Employers have continued to compete for workers in recent months, with initial jobless claims rising only slightly from their low point in March.

However, there is no guarantee that the rapid growth will continue indefinitely, as extremely high prices weigh on consumer spending. The labor force remains limited by aging demographics, low immigration rates and barriers to work that keep many people out of work.

“We weren’t going to sustain the employment growth that we’ve seen — it had to stop,” said Julian Richers, vice president of global economic research at Morgan Stanley. He said it will take some time to satiate America’s appetite for labor, however.

“There is still a lot of pent-up demand for workers,” Dr Richers said. “It makes sense that as the economy slows, employment should also slow once we deal with the pent-up labor demand.”

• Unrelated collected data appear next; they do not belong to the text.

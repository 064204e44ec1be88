// SPDX-FileCopyrightText: 2026 Bruno Meilick
// SPDX-License-Identifier: LicenseRef-Folio-FreeUse-NoCopy-NoDerivatives
//
// All rights reserved.
//
// This file is part of Folio and is proprietary software.
// Unauthorized copying, modification, or distribution is prohibited.

//! Process configuration.
//!
//! Values resolve in order: built-in defaults, then environment (`PORT`, `FOLIO_HOST`,
//! `FOLIO_DATA`), then command-line flags.

use std::fmt;
use std::net::{IpAddr, Ipv4Addr, SocketAddr};
use std::path::PathBuf;

use crate::store::{WriteDurability, DEFAULT_ARTICLES_PATH};

pub const DEFAULT_PORT: u16 = 4111;
pub const DEFAULT_HOST: IpAddr = IpAddr::V4(Ipv4Addr::UNSPECIFIED);

pub const PORT_ENV: &str = "PORT";
pub const HOST_ENV: &str = "FOLIO_HOST";
pub const DATA_ENV: &str = "FOLIO_DATA";

pub fn usage(program: &str) -> String {
    format!(
        "Usage:\n  {program} [--port <port>] [--host <ip>] [--data <path>] [--durable-writes] [--json-logs]\n  {program} --help\n\n--port defaults to ${PORT_ENV} or {DEFAULT_PORT} (0 = ephemeral).\n--host defaults to ${HOST_ENV} or {DEFAULT_HOST}.\n--data defaults to ${DATA_ENV} or {DEFAULT_ARTICLES_PATH}; the file is created holding `[]` when missing.\n\n--durable-writes opts into slower, best-effort durable persistence (fsync/sync where supported).\n--json-logs emits logs as JSON lines. RUST_LOG overrides the log filter (default: info)."
    )
}

/// Flags exactly as given on the command line.
#[derive(Debug, Default, Clone, PartialEq, Eq)]
pub struct CliOptions {
    pub help: bool,
    pub port: Option<u16>,
    pub host: Option<IpAddr>,
    pub data_path: Option<PathBuf>,
    pub durable_writes: bool,
    pub json_logs: bool,
}

#[derive(Debug, Clone, PartialEq, Eq)]
pub enum CliError {
    UnknownArgument(String),
    DuplicateFlag(&'static str),
    MissingValue(&'static str),
    InvalidValue { flag: &'static str, value: String },
}

impl fmt::Display for CliError {
    fn fmt(&self, f: &mut fmt::Formatter<'_>) -> fmt::Result {
        match self {
            Self::UnknownArgument(arg) => write!(f, "unknown argument {arg:?}"),
            Self::DuplicateFlag(flag) => write!(f, "{flag} given more than once"),
            Self::MissingValue(flag) => write!(f, "{flag} requires a value"),
            Self::InvalidValue { flag, value } => write!(f, "invalid value for {flag}: {value:?}"),
        }
    }
}

impl std::error::Error for CliError {}

fn take_value(
    args: &mut impl Iterator<Item = String>,
    flag: &'static str,
    already_set: bool,
) -> Result<String, CliError> {
    if already_set {
        return Err(CliError::DuplicateFlag(flag));
    }
    args.next().ok_or(CliError::MissingValue(flag))
}

fn set_switch(switch: &mut bool, flag: &'static str) -> Result<(), CliError> {
    if *switch {
        return Err(CliError::DuplicateFlag(flag));
    }
    *switch = true;
    Ok(())
}

pub fn parse_options(mut args: impl Iterator<Item = String>) -> Result<CliOptions, CliError> {
    let mut options = CliOptions::default();

    while let Some(arg) = args.next() {
        match arg.as_str() {
            "--help" | "-h" => set_switch(&mut options.help, "--help")?,
            "--durable-writes" => set_switch(&mut options.durable_writes, "--durable-writes")?,
            "--json-logs" => set_switch(&mut options.json_logs, "--json-logs")?,
            "--port" => {
                let raw = take_value(&mut args, "--port", options.port.is_some())?;
                let port = raw.trim().parse().map_err(|_| CliError::InvalidValue {
                    flag: "--port",
                    value: raw.clone(),
                })?;
                options.port = Some(port);
            }
            "--host" => {
                let raw = take_value(&mut args, "--host", options.host.is_some())?;
                let host = raw.trim().parse().map_err(|_| CliError::InvalidValue {
                    flag: "--host",
                    value: raw.clone(),
                })?;
                options.host = Some(host);
            }
            "--data" => {
                let raw = take_value(&mut args, "--data", options.data_path.is_some())?;
                if raw.is_empty() {
                    return Err(CliError::InvalidValue {
                        flag: "--data",
                        value: raw,
                    });
                }
                options.data_path = Some(PathBuf::from(raw));
            }
            _ => return Err(CliError::UnknownArgument(arg)),
        }
    }

    Ok(options)
}

/// Fully resolved configuration.
#[derive(Debug, Clone, PartialEq, Eq)]
pub struct Config {
    pub host: IpAddr,
    pub port: u16,
    pub data_path: PathBuf,
    pub durability: WriteDurability,
    pub json_logs: bool,
}

impl Default for Config {
    fn default() -> Self {
        Self {
            host: DEFAULT_HOST,
            port: DEFAULT_PORT,
            data_path: PathBuf::from(DEFAULT_ARTICLES_PATH),
            durability: WriteDurability::default(),
            json_logs: false,
        }
    }
}

impl Config {
    /// Layers environment values (looked up through `env`) and then `options` over the defaults.
    ///
    /// Unusable environment values are skipped; each one is reported in the returned warnings
    /// because logging is not initialized yet at this point.
    pub fn resolve(
        options: &CliOptions,
        env: impl Fn(&str) -> Option<String>,
    ) -> (Self, Vec<String>) {
        let mut config = Self::default();
        let mut warnings = Vec::new();

        if let Some(raw) = env(PORT_ENV) {
            match raw.trim().parse::<u16>() {
                Ok(port) => config.port = port,
                Err(_) => warnings.push(format!(
                    "ignoring {PORT_ENV}={raw:?}: not a port number; using {DEFAULT_PORT}"
                )),
            }
        }
        if let Some(raw) = env(HOST_ENV) {
            match raw.trim().parse::<IpAddr>() {
                Ok(host) => config.host = host,
                Err(_) => warnings.push(format!(
                    "ignoring {HOST_ENV}={raw:?}: not an ip address; using {DEFAULT_HOST}"
                )),
            }
        }
        if let Some(raw) = env(DATA_ENV).filter(|raw| !raw.is_empty()) {
            config.data_path = PathBuf::from(raw);
        }

        if let Some(port) = options.port {
            config.port = port;
        }
        if let Some(host) = options.host {
            config.host = host;
        }
        if let Some(data_path) = &options.data_path {
            config.data_path = data_path.clone();
        }
        if options.durable_writes {
            config.durability = WriteDurability::Durable;
        }
        config.json_logs = options.json_logs;

        (config, warnings)
    }

    pub fn socket_addr(&self) -> SocketAddr {
        SocketAddr::new(self.host, self.port)
    }
}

That lag is evident in the 11.3 million jobs that employers posted in May, a number that remains near a record high and leaves nearly two jobs available for every job seeker. In this equation, any workers laid off as certain sectors come under strain are likely to find new jobs quickly—at least for a while.

But a number of headwinds are creating a time constraint in this seller’s market for labor. Business leaders report that while domestic demand remains strong and some supply chain issues have eased, backlogs are no longer growing and savings accounts are shrinking. Whenever possible, employers automate tasks rather than hire new employees.

“Employers are becoming less concerned about filling these job postings as they watch the economy slow,” said Bill Adams, chief economist at Comerica Bank. “I would expect that businesses will probably be slow to fill open positions before they actually pull job postings.”

There are early indications that some employers have started to lay off workers – either because demand is falling or because rising interest rates are starving them of capital.

Relocation firm Challenger, Gray & Christmas said Thursday that the number of job cuts announced in June rose 57 percent from the previous month, to the highest total since February 2021. The layoffs are concentrated in the auto industry, which has been plagued by supply shortages and high gasoline prices.

Lauren Herring, CEO of outplacement and coaching firm Impact Group, also noted an uptick in business.

“We feel like we’re at a tipping point as the number of affected employees increases over the year,” she said. But for now, it was able to quickly find new jobs for most of the laid-off workers.

“People still feel like the grass is greener and ‘I can still go across the street and get a signing bonus at XYZ Company,'” Ms. Herring said.